Pip crowded closer to the rest of the flyboys as the orderly led them down the long aisle between the beds until they reached the bed all the way at the end of the room.
The curtain was only partially drawn, and beyond it Merrik lay on the bed, his face several shades even paler than his normal skin tone while his long hair straggled over the pillow and blankets. His eyes were closed, his chest rising and falling as if he slept.
Colonel Loiatir sat on a chair beside him, a book in his hands, though he stared off into space rather than at the words on the page.
The orderly paused by the curtain and cleared his throat. “Colonel Loiatir. Some of the men…er, members…of your son’s squadron are here to see him.”
Colonel Loiatir straightened, his gaze finally lifting to them as if he’d been yanked from a deep reverie. After sweeping a glance over them, he gave a nod, set his book on a nearby table, and rested a hand on Merrik’s shoulder. “Merrik. Some of your friends are here to see you.”
Merrik must not have been as deeply asleep as Pip had assumed, for he stirred at his dacha’s touch, his head turning and his eyes opening.
As Merrik’s gaze drifted past his dacha to lock on them, his eyes widened, something almost like panic, maybe even horror, twisting his expression. He shook his head. “No. No, I do not want to see them. No. Make them go away. ”
Pip blinked, her feet rooting to the spot. What was wrong?
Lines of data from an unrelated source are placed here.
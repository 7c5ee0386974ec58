//! # Page Geometry Tests
//!
//! The page index uses exactly log2(entries) bits of the page number.

use mmu816_core::common::VirtAddr;
use mmu816_core::mmu::PageGeometry;
use proptest::prelude::*;
use rstest::rstest;

fn reference() -> PageGeometry {
    PageGeometry::new(16 * 1024 * 1024, 1024)
}

#[test]
fn test_reference_geometry() {
    let geo = reference();
    assert_eq!(geo.page_size(), 0x4000);
    assert_eq!(geo.entries(), 1024);
    assert_eq!(geo.upper_bank0_page(), 3);
    assert_eq!(geo.shadow_entry(), 1023);
}

#[rstest]
#[case(0x00_0000, 0, 0x0000)]
#[case(0x00_3FFF, 0, 0x3FFF)]
#[case(0x00_4000, 1, 0x0000)]
#[case(0x00_FFFC, 3, 0x3FFC)]
#[case(0xFF_FFFF, 1023, 0x3FFF)]
fn test_index_and_offset(#[case] vaddr: u32, #[case] index: usize, #[case] offset: u32) {
    let geo = reference();
    assert_eq!(geo.index(VirtAddr::new(vaddr)), index);
    assert_eq!(geo.offset(VirtAddr::new(vaddr)), offset);
}

#[test]
fn test_index_never_uses_an_extra_bit() {
    // One bit above the table: must alias page 0, not index entry 1024.
    let geo = reference();
    assert_eq!(geo.index(VirtAddr::new(0x0100_0000)), 0);
}

#[test]
fn test_smaller_geometry() {
    let geo = PageGeometry::new(0x2_0000, 8);
    assert_eq!(geo.page_size(), 0x4000);
    assert_eq!(geo.upper_bank0_page(), 3);
    assert_eq!(geo.shadow_entry(), 7);
}

proptest! {
    #[test]
    fn prop_index_is_in_bounds(vaddr in any::<u32>()) {
        let geo = reference();
        prop_assert!(geo.index(VirtAddr::new(vaddr)) < 1024);
        prop_assert!(geo.offset(VirtAddr::new(vaddr)) < geo.page_size());
    }
}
Why would Merrik refuse to see them?
Colonel Loiatir sighed, patted his son’s shoulder, then stood. He strode to them, pulling the curtain the rest of the way closed behind him to block Merrik from their view. Or perhaps block them from Merrik’s view. She couldn’t be sure which it was.
Lines grooved through Colonel Loiatir’s forehead while dark circles ringed his eyes. With a burdened set to his shoulders, he seemed to have aged overnight in a way elves only did toward the end of their lives.
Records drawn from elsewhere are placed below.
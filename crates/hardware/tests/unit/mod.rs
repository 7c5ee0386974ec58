//! # Unit Components
//!
//! This module organizes the unit tests by component: the shared types, the
//! configuration, the MMU, the SoC devices and dispatcher, the loader, and the
//! bus façade that ties them together.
“What—” Pretty Face began, but Colonel Loiatir shook his head.
After a glance over his shoulder at the curtained area, Colonel Loiatir tilted his head toward the aisle the way they’d come. “Not here. Come.”
Pip hugged her arms to her stomach as Colonel Loiatir strode past them and led the way back through the ward. He only paused once he stood in the stairwell, out of sight of the ward.
“What’s going on?” Lije glanced from Colonel Loiatir to the door to the ward, hunching his shoulders as if to appear smaller. There was something hurt and confused in his tone.
Pip braced herself. Something must have been terribly wrong if Merrik didn’t want to see them, his friends. She should have let Mak come along. She really could use one of his hugs.
And then Colonel Loiatir told them, and his statement had Pretty Face muttering words under his breath that Pip had never heard from him before.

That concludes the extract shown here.